Friday, December 3, 2010

What about mobile webApp development?

Well, of course we must talk about Apple here. The iPhone revolucionized the mobile phone world, and was the firstsmartphone with a real browser which everyone could use. The iPad was the first succesfull tablet device, and their additions to safari, even when they could be considered the "browser wars" of the XXI century, are really useful and powerful for web developers.
When the first iPhone came, there was no SDK for it. WebApps would be the iPhone apps, but at that moment it was not enough. Even forgetting the limitations of the original iPhone, there were many thing that couln't be done in a web browser... or could they?
When the SDK came, everyone started developing for it and forgot the webApps, but safari has continued improving. Now, webApps can be stored and used offline, with the hardware acceleration for the CSS transforms you can attach fast and interesting visual effects. WebApps can store data locally, access the GPS device, the accelerometers, etc. WebApp developing for mobile devices is getting more interesting every day, again.

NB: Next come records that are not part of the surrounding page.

pub mod models;
pub mod utils;
pub mod parser;
pub mod errors;
pub mod api;

pub use models::{
    Conf,
    Line,
    LineType,
    RangeSet
};

pub use parser::{
    FountainParser,
    ParseOutput,
    ParseSummary
};

pub use errors::{FountainError, FountainResult};

pub use api::{
    ParseMode,
    parse_fountain_text
};

/// 连续模式解析 Fountain 文本
///
/// 每行的结果只依赖它之前的内容，和逐行输入时得到的结果一致。
///
/// # Arguments
///
/// * `script` - Fountain格式的剧本文本
/// * `config` - 配置对象
pub fn parse_continuous(script: &str, config: &Conf) -> ParseOutput {
    let mut parser = FountainParser::new(config.clone());
    parser.parse(script)
}

/// 批量模式解析 Fountain 文本
///
/// 在连续模式结果的基础上做向后看的修正：没有对白的角色、后面没有空行的转场、
/// 双对白关联和段落续行。
pub fn parse_document(script: &str, config: &Conf) -> ParseOutput {
    let mut parser = FountainParser::new(config.clone());
    parser.parse_document(script)
}
use std::time::Instant;
use log::{trace, warn};
use serde::Serialize;
use crate::models::{Conf, Line};
use crate::parser::context::ClassificationContext;
use crate::parser::line_classifier::classify_line;
use crate::parser::range_annotator::annotate;
use crate::parser::second_pass;
use crate::parser::text_processor::split_lines;

/// 解析结果
#[derive(Debug, Clone, Default, Serialize)]
pub struct ParseOutput {
    /// 每个输入行一条记录，顺序与输入一致
    pub lines: Vec<Line>,
    /// 文档结束时仍有未关闭的省略块
    pub unclosed_omission: bool,
    /// 没有等到对白的角色行号（连续模式下这些行仍是 character）
    pub unconfirmed_cues: Vec<usize>,
    /// 解析耗时（毫秒）
    pub parse_time: u64,
}

/// 文档结束时的收尾信息
#[derive(Debug, Clone, Default, PartialEq, Eq)]
pub struct ParseSummary {
    pub unclosed_omission: bool,
    pub unconfirmed_cues: Vec<usize>,
}

/// 行分类驱动器
///
/// 连续模式：逐行调用 [`FountainParser::parse_line`]，每行立即得到最终结果，
/// 最后调用 [`FountainParser::finish`]。批量模式：[`FountainParser::parse_document`]
/// 先走一遍连续分类，再用第二遍做向后看的修正。
///
/// 每个实例只服务一篇文档；并发解析多篇文档时每篇各建一个实例。
pub struct FountainParser {
    conf: Conf,
    ctx: ClassificationContext,
}

impl FountainParser {
    pub fn new(conf: Conf) -> Self {
        let ctx = ClassificationContext::new(conf.parse_title_page);
        FountainParser { conf, ctx }
    }

    pub fn conf(&self) -> &Conf {
        &self.conf
    }

    /// 丢弃上下文，从文档开头重新开始
    pub fn reset(&mut self) {
        self.ctx = ClassificationContext::new(self.conf.parse_title_page);
    }

    /// 分类一行。position 由调用方提供，是该行首字符在文档中的偏移
    pub fn parse_line(&mut self, raw: &str, position: usize) -> Line {
        let annotation = annotate(raw);
        let omission = self.ctx.omissions.process(raw, &annotation.note);
        let line = classify_line(raw, position, omission, annotation, &mut self.ctx, &self.conf);
        trace!("{} @{}", line, position);
        line
    }

    /// 文档结束，返回收尾信息并重置上下文
    pub fn finish(&mut self) -> ParseSummary {
        self.ctx.close_block();
        let unclosed_omission = self.ctx.omissions.finish();
        if unclosed_omission {
            warn!("文档结束时省略块没有关闭");
        }
        let summary = ParseSummary {
            unclosed_omission,
            unconfirmed_cues: std::mem::take(&mut self.ctx.unconfirmed_cues),
        };
        self.reset();
        summary
    }

    /// 连续模式解析整篇文本
    pub fn parse(&mut self, script: &str) -> ParseOutput {
        let start = Instant::now();
        self.reset();

        let lines: Vec<Line> = split_lines(script)
            .into_iter()
            .map(|(raw, position)| self.parse_line(raw, position))
            .collect();
        let summary = self.finish();

        ParseOutput {
            lines,
            unclosed_omission: summary.unclosed_omission,
            unconfirmed_cues: summary.unconfirmed_cues,
            parse_time: start.elapsed().as_millis() as u64,
        }
    }

    /// 批量模式解析整篇文本：第一遍连续分类，第二遍修正
    pub fn parse_document(&mut self, script: &str) -> ParseOutput {
        let start = Instant::now();
        let first = self.parse(script);
        let lines = second_pass::correct(first.lines, &first.unconfirmed_cues);

        ParseOutput {
            lines,
            unclosed_omission: first.unclosed_omission,
            unconfirmed_cues: first.unconfirmed_cues,
            parse_time: start.elapsed().as_millis() as u64,
        }
    }
}

impl Default for FountainParser {
    fn default() -> Self {
        Self::new(Conf::default())
    }
}

#[cfg(test)]
mod tests {
    use super::*;
    use crate::models::LineType;

    #[test]
    fn test_empty_script_has_no_lines() {
        let mut parser = FountainParser::default();
        let result = parser.parse("");
        assert!(result.lines.is_empty());
        assert!(!result.unclosed_omission);
    }

    #[test]
    fn test_streaming_matches_whole_document() {
        let script = "INT. ROOM - DAY\n\nJOHN\nHello.\n";
        let mut whole = FountainParser::default();
        let expected = whole.parse(script).lines;

        let mut streaming = FountainParser::default();
        let streamed: Vec<Line> = split_lines(script)
            .into_iter()
            .map(|(raw, position)| streaming.parse_line(raw, position))
            .collect();
        streaming.finish();

        assert_eq!(streamed, expected);
    }

    #[test]
    fn test_continuous_keeps_unconfirmed_cue() {
        let mut parser = FountainParser::default();
        let result = parser.parse("\nBOOM\n\nThe wall falls.");
        assert_eq!(result.lines[1].line_type, LineType::Character);
        assert_eq!(result.unconfirmed_cues, vec![1]);

        let batch = parser.parse_document("\nBOOM\n\nThe wall falls.");
        assert_eq!(batch.lines[1].line_type, LineType::Action);
    }

    #[test]
    fn test_cue_at_end_of_document() {
        let mut parser = FountainParser::default();
        let result = parser.parse_document("Walking.\n\nTHE END");
        assert_eq!(result.lines[2].line_type, LineType::Action);
    }

    #[test]
    fn test_parser_is_reusable() {
        let mut parser = FountainParser::default();
        let first = parser.parse("Some [[open");
        assert!(first.unclosed_omission);
        let second = parser.parse("Plain text");
        assert!(!second.unclosed_omission);
        assert!(second.lines[0].omitted_ranges.is_empty());
    }
}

And... which other big benefit does it have? in my opinion, two big ones:

  • Availability. Everyone can use your webApp now, you don't have to submit it to an AppStore, it doesn't have to be approved, people don't have to download and install it. When they find it, it's already there, ready to use. This includes automatic updates too :-)
  • Availability. Yes, it's the same as the first one. Your app will be availabe for everyone, independent of the device they have. They have an iPhone? the app will be there. They have an iPad? the app will be there. They have an Android phone? the app will be there. They don't have any smartphone or tablet but have a computer with a web browser? you already know the answer.
Of course, always keep in mind your possibilities and limitations. an FPS shooter would be too slow (today) as a webApp, but many other things implemented as a webApp can be just like native apps, or even better (you can access always the same data from every device or computer you like).

Wednesday, December 1, 2010

Which javascript framework should I use?

The answer, of course, is: It depends.
It depends on many many things. From the complexity of your application to the deployment platform. Will it be an iPhone or iPad only webapp? will it have to support IE6? Which other constraints do you have?
If your app is simple enough, the best framework will probably be... none. Using standard javascript, standard DOM methods, etc, will be probably faster and smaller. Even if you must take into account all possible weirdness (different event model in IE and the rest of the world for example). If you are constrained to a sane subset (no IE < IE9, only safari because it's for iPad, etc) then it becomes even easier to program without any framework or library.
For a medium size app which needs to run on a variety of different browsers, a framework which supports all needed browsers will help a lot, as we won't have to reinvent the wheel for solving many browser inconsistencies. In this case the developer should be consistent on using always the framework methods when existing, and not mixing them with native javascript or DOM methods, as that could led us to difficult to find, subtle bugs.
For a big thing, the use of a framework can always help, as many needed things will be already implemented and tested, and it will provide a lot of higher level functionality missing on the javascript core language.

About which one to use... I would say it depends on what you have to do as well as your personal taste. All frameworks have their own pros and cons, and some of them are better adapted to some kind of work than others.
Personally, I really like the Google Closure Library as it's the one which more closely resembles my style of work, and what I would like a good javascript framework to provide. For different styles of working, different frameworks can be better, of course.
If you want to try the closure library (which works better in its own environment, specially regarding the Closure Compiler), I really recomend reading closure the definitive guide from Michael Bolin. It really gives a ton of good information about the Closure Tools.